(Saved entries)
use crate::browser::config::{ConnectionOptions, LaunchOptions};
use crate::browser::page::ChromePage;
use crate::browser::session::BrowserSession;
use crate::engine::SessionProvider;
use crate::error::Result;
use std::sync::{Arc, Mutex};

/// Where the browser comes from
#[derive(Debug, Clone)]
pub enum Endpoint {
    /// Attach to a running browser over its DevTools WebSocket
    Connect(ConnectionOptions),
    /// Start a browser and keep it for the rest of the process
    Launch(LaunchOptions),
}

/// [`SessionProvider`] over Chrome.
///
/// Reconnecting to a launched browser reuses it while it still answers, so
/// the operator's login survives a reconnect.
pub struct ChromeProvider {
    endpoint: Endpoint,
    tab_hint: Option<String>,
    launched: Mutex<Option<Arc<BrowserSession>>>,
}

impl ChromeProvider {
    pub fn new(endpoint: Endpoint) -> Self {
        Self {
            endpoint,
            tab_hint: None,
            launched: Mutex::new(None),
        }
    }

    /// Builder method: prefer the tab whose URL contains `hint`
    pub fn tab_hint(mut self, hint: impl Into<String>) -> Self {
        self.tab_hint = Some(hint.into());
        self
    }

    pub fn endpoint(&self) -> &Endpoint {
        &self.endpoint
    }
}

impl SessionProvider for ChromeProvider {
    type Handle = Arc<BrowserSession>;
    type Page = ChromePage;

    fn connect(&self) -> Result<Arc<BrowserSession>> {
        match &self.endpoint {
            Endpoint::Connect(options) => Ok(Arc::new(BrowserSession::connect(options.clone())?)),
            Endpoint::Launch(options) => {
                let mut launched = self.launched.lock().unwrap_or_else(|poisoned| poisoned.into_inner());
                if let Some(session) = launched.as_ref().filter(|s| s.is_alive()) {
                    return Ok(session.clone());
                }
                log::info!("Launching browser (headless: {})", options.headless);
                let session = Arc::new(BrowserSession::launch(options.clone())?);
                *launched = Some(session.clone());
                Ok(session)
            }
        }
    }

    fn active_page(&self, handle: &Arc<BrowserSession>) -> Result<ChromePage> {
        let tab = handle.get_active_tab(self.tab_hint.as_deref())?;
        log::info!("Driving tab {}", tab.get_url());
        ChromePage::new(tab)
    }
}
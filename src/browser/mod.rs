//! Chrome adapter
//!
//! Everything that talks to `headless_chrome` lives here. The rest of the
//! crate only sees the [`Page`](crate::dom::Page) and
//! [`SessionProvider`](crate::engine::SessionProvider) traits.

pub mod config;
pub mod page;
pub mod provider;
pub mod session;

pub use config::{ConnectionOptions, LaunchOptions};
pub use page::ChromePage;
pub use provider::{ChromeProvider, Endpoint};
pub use session::BrowserSession;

> [What you will do]: Among the entries above, copy exactly only the lines starting with the one containing "session = Arc::new(BrowserSession::launch(options.clone())?);" and going through the one containing "fn active_page(&self, handle: &Arc<BrowserSession>)", both ends included.

> [Finished task]:
                let session = Arc::new(BrowserSession::launch(options.clone())?);
                *launched = Some(session.clone());
                Ok(session)
            }
        }
    }

    fn active_page(&self, handle: &Arc<BrowserSession>) -> Result<ChromePage> {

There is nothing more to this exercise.